We might say that “experience” is “whatever is going on right now.” And in this sense consciousness or memory are not essential. We don't say, for instance, that if someone has forgotten something that they never experienced it. Similarly, we can talk about the meaning of an experience changing when we find out new information about what was “really” going on or when we have a different perspective to it. However, we tend to speak of “how I experienced it then” and “how I experience it now,” without suggesting that we did not have the first experience. We may now have decided we were mistaken in what we thought was going, that we experienced it as if it were one way and now realize it was another, but both were experiences. Therefore, awareness and conscious apprehension are not necessary requirements for using the term “experience” (though there may be disciplines that use the term technically and define it in terms of conscious awareness).

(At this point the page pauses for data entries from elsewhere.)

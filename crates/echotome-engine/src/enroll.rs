// SPDX-FileCopyrightText: © 2026 Echotome Contributors
//
// SPDX-License-Identifier: MPL-2.0

//! The enrollment pipeline: turns one or more performed tracks, a
//! passphrase, and plaintext files into a vault, a signed Ritual
//! Ownership Certificate, and a sigil image.

use crate::hashfold::fold_hashes;
use crate::stego_payload::{embed_payload, StegoPayload, STEGO_PAYLOAD_VERSION};
use crate::vault::{blob_file_name, EncryptedBlob, Vault, VaultStore};
use echotome_audio::{compute_audio_features, detect_active_region, framing::frame_signal};
use echotome_certificate::{store_certificate, CertificatePayload, RitualCertificate, RitualTrack};
use echotome_core::canonical::to_canonical_bytes;
use echotome_core::error::{EchotomeError, Result};
use echotome_core::ids::{RuneId, VaultId};
use echotome_core::profile::PrivacyProfile;
use echotome_core::EchotomeConfig;
use echotome_crypto::{
    aead_seal, compute_riv, derive_master_key, derive_temporal_bound_key, temporal_salt_chain,
    AeadAlgorithm, IdentityKeystore,
};
use echotome_stego::RgbImage;
use sha2::{Digest, Sha256};
use std::time::{SystemTime, UNIX_EPOCH};
use zeroize::Zeroize;

const FEATURE_FOLD_DOMAIN: &[u8] = b"echotome-engine-feature-fold-v1";
const TEMPORAL_FOLD_DOMAIN: &[u8] = b"echotome-engine-temporal-fold-v1";

/// One performed track's raw mono samples and the sample rate they were
/// captured at.
#[derive(Debug, Clone, Copy)]
pub struct TrackInput<'a> {
    pub samples: &'a [f32],
    pub sample_rate: u32,
}

/// One plaintext file to be sealed into the new vault.
#[derive(Debug, Clone)]
pub struct PlaintextBlob {
    pub label: String,
    pub data: Vec<u8>,
}

/// Everything needed to enroll a new vault.
pub struct EnrollRequest<'a> {
    pub name: String,
    pub profile: PrivacyProfile,
    pub passphrase: &'a str,
    /// Tracks in ritual order; at least one is required.
    pub tracks: &'a [TrackInput<'a>],
    pub blobs: &'a [PlaintextBlob],
    /// Carrier image the sigil payload is embedded into. Consumed and
    /// returned, modified, as `sigil_image`.
    pub carrier_image: RgbImage,
}

/// The artifacts produced by a successful enrollment.
pub struct EnrollResult {
    pub vault: Vault,
    pub certificate: RitualCertificate,
    pub sigil_image: RgbImage,
}

fn unix_now() -> u64 {
    SystemTime::now().duration_since(UNIX_EPOCH).map_or(0, |d| d.as_secs())
}

const FRAME_SIZE: usize = echotome_audio::features::DEFAULT_FRAME_SIZE;
const HOP_SIZE: usize = echotome_audio::features::DEFAULT_HOP_SIZE;

struct TrackMaterial {
    track: RitualTrack,
    feature_hash: [u8; 32],
    temporal_hash: [u8; 32],
}

fn process_track(
    input: &TrackInput<'_>,
    owner_pub: &ed25519_dalek::VerifyingKey,
) -> Result<TrackMaterial> {
    let features = compute_audio_features(input.samples, input.sample_rate, FRAME_SIZE, HOP_SIZE)?;
    let frames = frame_signal(input.samples, FRAME_SIZE, HOP_SIZE);
    let active_region = detect_active_region(&features, &frames)?;

    let temporal_hash = temporal_salt_chain(
        owner_pub,
        input.samples.len() as u64,
        HOP_SIZE,
        input.sample_rate,
        &active_region.frames,
    )?;
    let riv = compute_riv(&features, &temporal_hash);

    let track = RitualTrack {
        audio_hash: echotome_audio::audio_hash(input.samples).to_vec(),
        active_start: active_region.start_frame as u32,
        active_end: active_region.end_frame as u32,
        track_length: input.samples.len() as u64,
        riv: riv.to_vec(),
        temporal_hash: temporal_hash.to_vec(),
    };

    Ok(TrackMaterial { track, feature_hash: features.feature_hash, temporal_hash })
}

/// Runs the full enrollment pipeline.
///
/// # Errors
///
/// Returns [`EchotomeError::InvalidInput`] if `request.tracks` is empty,
/// and otherwise propagates whatever error the first failing stage of the
/// pipeline (audio analysis, certificate creation, sealing, or
/// steganographic embedding) produces.
pub fn enroll(config: &EchotomeConfig, keystore: &IdentityKeystore, mut request: EnrollRequest<'_>) -> Result<EnrollResult> {
    if request.tracks.is_empty() {
        return Err(EchotomeError::InvalidInput("a ritual needs at least one track".into()));
    }

    let (signing_key, owner_pub) = keystore.ensure_identity_keypair()?;

    let mut materials = Vec::with_capacity(request.tracks.len());
    for input in request.tracks {
        materials.push(process_track(input, &owner_pub)?);
    }

    let feature_hashes: Vec<[u8; 32]> = materials.iter().map(|m| m.feature_hash).collect();
    let temporal_hashes: Vec<[u8; 32]> = materials.iter().map(|m| m.temporal_hash).collect();
    let combined_feature_hash = fold_hashes(FEATURE_FOLD_DOMAIN, &feature_hashes);
    let combined_temporal_hash = fold_hashes(TEMPORAL_FOLD_DOMAIN, &temporal_hashes);

    let mut master = derive_master_key(request.passphrase, &combined_feature_hash, &request.profile.constants())?;
    let rune_id = RuneId::from_master_key(&master);

    let effective_key = if request.profile.uses_temporal_binding() {
        derive_temporal_bound_key(&master, &combined_temporal_hash)
    } else {
        master
    };

    let vault_id = VaultId(rune_id.as_str().to_string());
    let store = VaultStore::new(config.vaults_dir());

    let mut encrypted_blobs = Vec::with_capacity(request.blobs.len());
    for (index, blob) in request.blobs.iter().enumerate() {
        let envelope = aead_seal(&effective_key, AeadAlgorithm::XChaCha20Poly1305, request.profile, rune_id.as_str(), &blob.data)?;
        let file_name = blob_file_name(&blob.label, index);
        store.write_blob(&vault_id, &file_name, &envelope)?;
        encrypted_blobs.push(EncryptedBlob { label: blob.label.clone(), file_name });
    }

    let now = unix_now();
    let payload = CertificatePayload {
        rune_id: rune_id.to_string(),
        owner_pub: owner_pub.to_bytes().to_vec(),
        profile: request.profile,
        tracks: materials.iter().map(|m| m.track.clone()).collect(),
        version_info: 1,
        created_at: now,
    };
    let certificate = RitualCertificate::create(payload, &signing_key)?;
    store_certificate(&config.rituals_dir(), &certificate)?;

    let roc_hash: [u8; 32] = Sha256::digest(
        to_canonical_bytes(&certificate)
            .map_err(|e| EchotomeError::InvalidInput(format!("certificate is not serializable: {e}")))?,
    )
    .into();

    let enc_mk = aead_seal(&effective_key, AeadAlgorithm::XChaCha20Poly1305, request.profile, rune_id.as_str(), &master)?;

    let stego_payload = StegoPayload {
        rune_id: rune_id.to_string(),
        enc_mk,
        roc_hash: roc_hash.to_vec(),
        riv: materials[0].track.riv.clone(),
        version: STEGO_PAYLOAD_VERSION.to_string(),
    };
    embed_payload(&mut request.carrier_image, &stego_payload)?;

    let vault = Vault {
        id: vault_id,
        name: request.name,
        profile: request.profile,
        rune_id: rune_id.to_string(),
        created_at: now,
        updated_at: now,
        certificate_ref: Some(rune_id.to_string()),
        encrypted_blobs,
    };
    store.save(&vault)?;

    tracing::info!(rune_id = %rune_id, tracks = materials.len(), "enrollment complete");

    master.zeroize();

    Ok(EnrollResult { vault, certificate, sigil_image: request.carrier_image })
}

What we are coming to (and, surprise, surprise, it is in accord with our own usage) is that “experience” is, by analogy with fish, the medium in which we humans float and have our being. In some ways it is an interface phenomenon, but it gets sticky when you try to pin down what it is the interface between. While we might more often use the term to refer to things we consider to be going on in the external world, we have no reservation about speaking of internal experiences. For instance, our experiences of physical pain or pleasure are one whole category of internal experiences. Our experiences of emotional pain or pleasure are another. Perhaps all that can be said is that experience is the interface between “self” and the “external world,” in other words, between two conceptual entities that are problematic and groundless.